##### Source data

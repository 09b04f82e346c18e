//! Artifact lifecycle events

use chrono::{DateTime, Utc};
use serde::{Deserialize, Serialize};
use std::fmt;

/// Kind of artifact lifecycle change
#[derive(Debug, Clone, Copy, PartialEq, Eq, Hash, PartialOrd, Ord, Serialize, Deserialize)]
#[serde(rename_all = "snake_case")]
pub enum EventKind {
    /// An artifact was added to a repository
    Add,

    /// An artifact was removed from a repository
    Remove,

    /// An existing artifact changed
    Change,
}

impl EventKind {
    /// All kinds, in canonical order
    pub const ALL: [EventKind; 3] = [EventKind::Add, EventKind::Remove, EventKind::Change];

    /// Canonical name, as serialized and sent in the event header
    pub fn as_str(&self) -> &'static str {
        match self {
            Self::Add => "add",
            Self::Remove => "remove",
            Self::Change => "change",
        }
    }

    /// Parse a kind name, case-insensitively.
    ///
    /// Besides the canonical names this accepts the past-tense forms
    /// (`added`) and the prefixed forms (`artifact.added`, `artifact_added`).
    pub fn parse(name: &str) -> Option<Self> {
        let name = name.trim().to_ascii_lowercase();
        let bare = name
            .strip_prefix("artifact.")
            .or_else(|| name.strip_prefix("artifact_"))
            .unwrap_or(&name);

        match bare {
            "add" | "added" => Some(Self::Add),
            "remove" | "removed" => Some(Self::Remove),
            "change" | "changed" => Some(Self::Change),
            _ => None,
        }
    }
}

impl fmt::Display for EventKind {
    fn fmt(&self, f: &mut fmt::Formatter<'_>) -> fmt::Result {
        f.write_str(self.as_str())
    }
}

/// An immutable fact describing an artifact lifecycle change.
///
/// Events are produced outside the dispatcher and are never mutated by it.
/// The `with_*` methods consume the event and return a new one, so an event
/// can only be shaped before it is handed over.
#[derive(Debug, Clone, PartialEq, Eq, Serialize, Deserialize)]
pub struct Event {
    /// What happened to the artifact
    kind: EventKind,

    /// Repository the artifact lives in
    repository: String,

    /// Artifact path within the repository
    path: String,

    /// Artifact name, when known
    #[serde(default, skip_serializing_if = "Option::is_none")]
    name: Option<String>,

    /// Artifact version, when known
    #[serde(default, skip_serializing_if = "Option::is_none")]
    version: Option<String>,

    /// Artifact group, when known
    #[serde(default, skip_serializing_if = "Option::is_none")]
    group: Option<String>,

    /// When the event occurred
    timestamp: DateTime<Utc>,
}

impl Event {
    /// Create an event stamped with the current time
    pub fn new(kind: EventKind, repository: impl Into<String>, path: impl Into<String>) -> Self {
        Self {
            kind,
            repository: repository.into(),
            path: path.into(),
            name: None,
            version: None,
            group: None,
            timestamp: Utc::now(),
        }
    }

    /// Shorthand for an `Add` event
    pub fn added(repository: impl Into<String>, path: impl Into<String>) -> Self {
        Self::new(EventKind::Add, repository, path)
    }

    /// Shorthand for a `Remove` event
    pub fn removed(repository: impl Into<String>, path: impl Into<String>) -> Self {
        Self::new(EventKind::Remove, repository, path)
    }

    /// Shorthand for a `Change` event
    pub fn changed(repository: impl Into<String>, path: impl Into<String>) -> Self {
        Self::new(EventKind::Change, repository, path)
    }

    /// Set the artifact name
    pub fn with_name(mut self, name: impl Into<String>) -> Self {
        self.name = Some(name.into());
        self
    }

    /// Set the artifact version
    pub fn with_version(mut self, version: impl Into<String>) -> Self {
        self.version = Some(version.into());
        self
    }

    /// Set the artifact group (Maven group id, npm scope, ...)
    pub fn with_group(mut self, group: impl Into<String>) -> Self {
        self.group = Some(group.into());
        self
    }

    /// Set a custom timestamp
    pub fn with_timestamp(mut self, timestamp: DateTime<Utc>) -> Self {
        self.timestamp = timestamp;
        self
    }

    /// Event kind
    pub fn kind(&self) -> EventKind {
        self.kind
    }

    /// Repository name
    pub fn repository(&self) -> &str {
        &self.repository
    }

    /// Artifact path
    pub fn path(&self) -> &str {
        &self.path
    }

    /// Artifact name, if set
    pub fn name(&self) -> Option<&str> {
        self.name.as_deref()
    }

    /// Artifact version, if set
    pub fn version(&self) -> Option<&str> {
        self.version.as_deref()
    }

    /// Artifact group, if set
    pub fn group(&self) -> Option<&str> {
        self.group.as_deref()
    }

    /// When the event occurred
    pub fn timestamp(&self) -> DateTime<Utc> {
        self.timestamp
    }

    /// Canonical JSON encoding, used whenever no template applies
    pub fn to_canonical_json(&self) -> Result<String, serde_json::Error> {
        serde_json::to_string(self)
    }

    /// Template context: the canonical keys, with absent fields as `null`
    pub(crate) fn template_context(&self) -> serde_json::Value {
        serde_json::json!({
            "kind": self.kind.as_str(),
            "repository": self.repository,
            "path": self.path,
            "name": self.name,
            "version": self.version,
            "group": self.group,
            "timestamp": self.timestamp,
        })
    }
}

##########

What you are asked to do.
Retype all of the material, exactly as written.

Your response.
repository 09b04f82e346c18e
//! Artifact lifecycle events

use chrono::{DateTime, Utc};
use serde::{Deserialize, Serialize};
use std::fmt;

/// Kind of artifact lifecycle change
#[derive(Debug, Clone, Copy, PartialEq, Eq, Hash, PartialOrd, Ord, Serialize, Deserialize)]
#[serde(rename_all = "snake_case")]
pub enum EventKind {
    /// An artifact was added to a repository
    Add,

    /// An artifact was removed from a repository
    Remove,

    /// An existing artifact changed
    Change,
}

impl EventKind {
    /// All kinds, in canonical order
    pub const ALL: [EventKind; 3] = [EventKind::Add, EventKind::Remove, EventKind::Change];

    /// Canonical name, as serialized and sent in the event header
    pub fn as_str(&self) -> &'static str {
        match self {
            Self::Add => "add",
            Self::Remove => "remove",
            Self::Change => "change",
        }
    }

    /// Parse a kind name, case-insensitively.
    ///
    /// Besides the canonical names this accepts the past-tense forms
    /// (`added`) and the prefixed forms (`artifact.added`, `artifact_added`).
    pub fn parse(name: &str) -> Option<Self> {
        let name = name.trim().to_ascii_lowercase();
        let bare = name
            .strip_prefix("artifact.")
            .or_else(|| name.strip_prefix("artifact_"))
            .unwrap_or(&name);

        match bare {
            "add" | "added" => Some(Self::Add),
            "remove" | "removed" => Some(Self::Remove),
            "change" | "changed" => Some(Self::Change),
            _ => None,
        }
    }
}

impl fmt::Display for EventKind {
    fn fmt(&self, f: &mut fmt::Formatter<'_>) -> fmt::Result {
        f.write_str(self.as_str())
    }
}

/// An immutable fact describing an artifact lifecycle change.
///
/// Events are produced outside the dispatcher and are never mutated by it.
/// The `with_*` methods consume the event and return a new one, so an event
/// can only be shaped before it is handed over.
#[derive(Debug, Clone, PartialEq, Eq, Serialize, Deserialize)]
pub struct Event {
    /// What happened to the artifact
    kind: EventKind,

    /// Repository the artifact lives in
    repository: String,

    /// Artifact path within the repository
    path: String,

    /// Artifact name, when known
    #[serde(default, skip_serializing_if = "Option::is_none")]
    name: Option<String>,

    /// Artifact version, when known
    #[serde(default, skip_serializing_if = "Option::is_none")]
    version: Option<String>,

    /// Artifact group, when known
    #[serde(default, skip_serializing_if = "Option::is_none")]
    group: Option<String>,

    /// When the event occurred
    timestamp: DateTime<Utc>,
}

impl Event {
    /// Create an event stamped with the current time
    pub fn new(kind: EventKind, repository: impl Into<String>, path: impl Into<String>) -> Self {
        Self {
            kind,
            repository: repository.into(),
            path: path.into(),
            name: None,
            version: None,
            group: None,
            timestamp: Utc::now(),
        }
    }

    /// Shorthand for an `Add` event
    pub fn added(repository: impl Into<String>, path: impl Into<String>) -> Self {
        Self::new(EventKind::Add, repository, path)
    }

    /// Shorthand for a `Remove` event
    pub fn removed(repository: impl Into<String>, path: impl Into<String>) -> Self {
        Self::new(EventKind::Remove, repository, path)
    }

    /// Shorthand for a `Change` event
    pub fn changed(repository: impl Into<String>, path: impl Into<String>) -> Self {
        Self::new(EventKind::Change, repository, path)
    }

    /// Set the artifact name
    pub fn with_name(mut self, name: impl Into<String>) -> Self {
        self.name = Some(name.into());
        self
    }

    /// Set the artifact version
    pub fn with_version(mut self, version: impl Into<String>) -> Self {
        self.version = Some(version.into());
        self
    }

    /// Set the artifact group (Maven group id, npm scope, ...)
    pub fn with_group(mut self, group: impl Into<String>) -> Self {
        self.group = Some(group.into());
        self
    }

    /// Set a custom timestamp
    pub fn with_timestamp(mut self, timestamp: DateTime<Utc>) -> Self {
        self.timestamp = timestamp;
        self
    }

    /// Event kind
    pub fn kind(&self) -> EventKind {
        self.kind
    }

    /// Repository name
    pub fn repository(&self) -> &str {
        &self.repository
    }

    /// Artifact path
    pub fn path(&self) -> &str {
        &self.path
    }

    /// Artifact name, if set
    pub fn name(&self) -> Option<&str> {
        self.name.as_deref()
    }

    /// Artifact version, if set
    pub fn version(&self) -> Option<&str> {
        self.version.as_deref()
    }

    /// Artifact group, if set
    pub fn group(&self) -> Option<&str> {
        self.group.as_deref()
    }

    /// When the event occurred
    pub fn timestamp(&self) -> DateTime<Utc> {
        self.timestamp
    }

    /// Canonical JSON encoding, used whenever no template applies
    pub fn to_canonical_json(&self) -> Result<String, serde_json::Error> {
        serde_json::to_string(self)
    }

    /// Template context: the canonical keys, with absent fields as `null`
    pub(crate) fn template_context(&self) -> serde_json::Value {
        serde_json::json!({
            "kind": self.kind.as_str(),
            "repository": self.repository,
            "path": self.path,
            "name": self.name,
            "version": self.version,
            "group": self.group,
            "timestamp": self.timestamp,
        })
    }
}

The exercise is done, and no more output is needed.